*** Block opens ***
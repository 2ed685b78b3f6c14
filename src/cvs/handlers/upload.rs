// src/cvs/handlers/upload.rs
//! CV upload: multipart intake, extraction, structuring, anonymization,
//! quality analysis, persistence

use axum::{extract::Multipart, Extension, Json};
use chrono::Utc;
use serde::Serialize;
use std::sync::Arc;
use tokio::sync::RwLock;
use tracing::{debug, info, warn};

use crate::common::helpers::text_preview;
use crate::common::{
    generate_internal_cv_id, generate_processed_cv_id, safe_email_log, ApiError, AppState,
    Validator,
};
use crate::cvs::anonymizer::remove_personal_info;
use crate::cvs::models::{AnonymousCandidate, ProcessedCvData, QualityReport};
use crate::cvs::quality::analyze_cv_quality;
use crate::cvs::structurer::extract_cv_data;
use crate::cvs::validators::{UploadRequest, UploadValidator};
use crate::extract::{extract_text_from_file, ExtractError, FileFormat};

#[derive(Serialize)]
#[serde(rename_all = "camelCase")]
pub struct UploadResponse {
    pub success: bool,
    pub data: ProcessedCvData,
    pub anonymous_data: AnonymousCandidate,
    pub analysis: QualityReport,
}

// ============================================================================
// POST /api/cvs - upload and process a CV document
// ============================================================================
pub async fn upload_cv(
    Extension(state): Extension<Arc<RwLock<AppState>>>,
    mut multipart: Multipart,
) -> Result<Json<UploadResponse>, ApiError> {
    let mut file_name: Option<String> = None;
    let mut file_bytes: Option<Vec<u8>> = None;

    while let Some(field) = multipart
        .next_field()
        .await
        .map_err(|e| ApiError::BadRequest(format!("Invalid multipart request: {}", e)))?
    {
        if field.name() == Some("file") {
            file_name = field.file_name().map(|name| name.to_string());
            let bytes = field
                .bytes()
                .await
                .map_err(|e| ApiError::BadRequest(format!("Failed to read file field: {}", e)))?;
            file_bytes = Some(bytes.to_vec());
        }
    }

    let file_name =
        file_name.ok_or_else(|| ApiError::BadRequest("No file provided".to_string()))?;
    let file_bytes =
        file_bytes.ok_or_else(|| ApiError::BadRequest("No file provided".to_string()))?;

    let (max_upload_bytes, db, openai) = {
        let state = state.read().await;
        (
            state.max_upload_bytes,
            state.db.clone(),
            state.openai_service.clone(),
        )
    };

    // Extension gate first so unsupported types get the dedicated error code
    if FileFormat::from_filename(&file_name).is_none() {
        let extension = file_name.rsplit('.').next().unwrap_or(&file_name);
        return Err(ApiError::UnsupportedFormat(extension.to_lowercase()));
    }

    let validator = UploadValidator { max_upload_bytes };
    let validation = validator.validate(&UploadRequest {
        filename: &file_name,
        size_bytes: file_bytes.len(),
    });
    if !validation.is_valid {
        return Err(validation.into());
    }

    // Advisory only: the extension stays authoritative for dispatch, but a
    // mismatch against the magic bytes is worth a log line
    if let Some(kind) = infer::get(&file_bytes) {
        debug!(
            filename = %file_name,
            detected_mime = kind.mime_type(),
            size_bytes = file_bytes.len(),
            "Upload received"
        );
    }

    let cv_text =
        extract_text_from_file(&file_bytes, &file_name).map_err(|e| match e {
            ExtractError::UnsupportedFormat(ext) => ApiError::UnsupportedFormat(ext),
            ExtractError::ExtractionFailed { format } => ApiError::ExtractionFailed {
                filename: file_name.clone(),
                format: format.to_string(),
            },
        })?;

    if cv_text.trim().is_empty() {
        return Err(ApiError::EmptyExtraction(
            "The document appears to be empty or contains no extractable text".to_string(),
        ));
    }

    info!(
        filename = %file_name,
        chars = cv_text.len(),
        preview = %text_preview(&cv_text, 80),
        "Text extracted, starting processing pipeline"
    );

    // The three stages are independent given the extracted text
    let (extracted_data, personal_info_removed, analysis) = tokio::join!(
        extract_cv_data(&openai, &cv_text),
        remove_personal_info(&openai, &cv_text),
        analyze_cv_quality(&openai, &cv_text),
    );

    let anonymous_data = AnonymousCandidate::from_candidate(&extracted_data);

    let processed_id = generate_processed_cv_id();
    let internal_id = generate_internal_cv_id();
    let created_at = Utc::now().to_rfc3339();

    // Persistence is best effort: a storage failure must not lose the
    // processing result the caller is waiting for
    let extracted_json = serde_json::to_string(&extracted_data)
        .map_err(|e| ApiError::InternalServer(format!("Serialization failed: {}", e)))?;
    let quality_json = serde_json::to_string(&analysis)
        .map_err(|e| ApiError::InternalServer(format!("Serialization failed: {}", e)))?;
    let anonymous_json = serde_json::to_string(&anonymous_data)
        .map_err(|e| ApiError::InternalServer(format!("Serialization failed: {}", e)))?;

    let insert_processed = sqlx::query(
        r#"
        INSERT INTO processed_cvs
            (id, original_file_name, original_content, extracted_data, personal_info_removed, quality_report, created_at)
        VALUES (?, ?, ?, ?, ?, ?, ?)
        "#,
    )
    .bind(&processed_id)
    .bind(&file_name)
    .bind(&cv_text)
    .bind(&extracted_json)
    .bind(&personal_info_removed)
    .bind(&quality_json)
    .bind(&created_at)
    .execute(&db)
    .await;

    if let Err(e) = insert_processed {
        warn!(error = %e, id = %processed_id, "Failed to store processed CV");
    }

    let insert_internal = sqlx::query(
        r#"
        INSERT INTO internal_cvs
            (id, candidate_id, original_file_name, anonymous_data, created_at, updated_at)
        VALUES (?, ?, ?, ?, ?, ?)
        "#,
    )
    .bind(&internal_id)
    .bind(&anonymous_data.id)
    .bind(&file_name)
    .bind(&anonymous_json)
    .bind(&created_at)
    .bind(&created_at)
    .execute(&db)
    .await;

    if let Err(e) = insert_internal {
        warn!(error = %e, id = %internal_id, "Failed to store internal CV");
    }

    info!(
        processed_id = %processed_id,
        internal_id = %internal_id,
        candidate_id = %anonymous_data.id,
        email = %safe_email_log(&extracted_data.email),
        score = analysis.overall_score,
        "CV processing complete"
    );

    Ok(Json(UploadResponse {
        success: true,
        data: ProcessedCvData {
            id: processed_id,
            original_file_name: file_name,
            original_content: cv_text,
            extracted_data,
            personal_info_removed,
            created_at,
        },
        anonymous_data,
        analysis,
    }))
}
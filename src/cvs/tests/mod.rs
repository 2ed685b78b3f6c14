// src/cvs/tests/mod.rs

mod structurer_tests;
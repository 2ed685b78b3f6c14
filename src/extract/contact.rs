// src/extract/contact.rs
//! Best-effort regex extraction of contact details
//!
//! Each field is derived independently and unvalidated. The name and location
//! patterns are capitalized-word probes and will false-positive on arbitrary
//! proper nouns; consumers must treat these as hints, never as verified data.

use once_cell::sync::Lazy;
use regex::Regex;
use serde::Serialize;

static EMAIL_PATTERN: Lazy<Regex> = Lazy::new(|| {
    Regex::new(r"\b[A-Za-z0-9._%+-]+@[A-Za-z0-9.-]+\.[A-Za-z]{2,}\b").expect("valid regex")
});
static PHONE_PATTERN: Lazy<Regex> =
    Lazy::new(|| Regex::new(r"\b\d{3}[-.]?\d{3}[-.]?\d{4}\b").expect("valid regex"));
static NAME_PATTERN: Lazy<Regex> =
    Lazy::new(|| Regex::new(r"\b[A-Z][a-z]+ [A-Z][a-z]+(?: [A-Z][a-z]+)?\b").expect("valid regex"));
static LOCATION_PATTERN: Lazy<Regex> =
    Lazy::new(|| Regex::new(r"\b[A-Z][a-z]+(?:[,\s]+[A-Z]{2})?\b").expect("valid regex"));

/// Contact details pulled from the cleaned text, first match per field
#[derive(Debug, Clone, Default, Serialize)]
pub struct ContactSignals {
    pub email: Option<String>,
    pub phone: Option<String>,
    pub name: Option<String>,
    pub location: Option<String>,
}

/// Extract email, phone, name and location hints from cleaned text
pub fn extract_contact_info(text: &str) -> ContactSignals {
    ContactSignals {
        email: EMAIL_PATTERN.find(text).map(|m| m.as_str().to_string()),
        phone: PHONE_PATTERN.find(text).map(|m| m.as_str().to_string()),
        name: NAME_PATTERN.find(text).map(|m| m.as_str().to_string()),
        location: LOCATION_PATTERN.find(text).map(|m| m.as_str().to_string()),
    }
}

#[cfg(test)]
mod tests {
    use super::*;

    #[test]
    fn test_extracts_email_and_phone() {
        let text = "Contact: jane.doe@example.com, 555-123-4567";
        let contact = extract_contact_info(text);
        assert_eq!(contact.email.as_deref(), Some("jane.doe@example.com"));
        assert_eq!(contact.phone.as_deref(), Some("555-123-4567"));
    }

    #[test]
    fn test_phone_with_dots_and_without_separators() {
        assert_eq!(
            extract_contact_info("call 555.123.4567").phone.as_deref(),
            Some("555.123.4567")
        );
        assert_eq!(
            extract_contact_info("call 5551234567").phone.as_deref(),
            Some("5551234567")
        );
    }

    #[test]
    fn test_extracts_first_name_match() {
        let text = "Jane Doe\nSenior Engineer\nJohn Smith was a reference";
        let contact = extract_contact_info(text);
        assert_eq!(contact.name.as_deref(), Some("Jane Doe"));
    }

    #[test]
    fn test_missing_fields_are_none() {
        let contact = extract_contact_info("lowercase text only 12");
        assert!(contact.email.is_none());
        assert!(contact.name.is_none());
    }

    #[test]
    fn test_three_word_name() {
        let contact = extract_contact_info("Mary Jane Watson applied");
        assert_eq!(contact.name.as_deref(), Some("Mary Jane Watson"));
    }
}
*** Block closes ***
Task: Review the entries above and return every line where "details" appears.

Exercise output:
//! Best-effort regex extraction of contact details
/// Contact details pulled from the cleaned text, first match per field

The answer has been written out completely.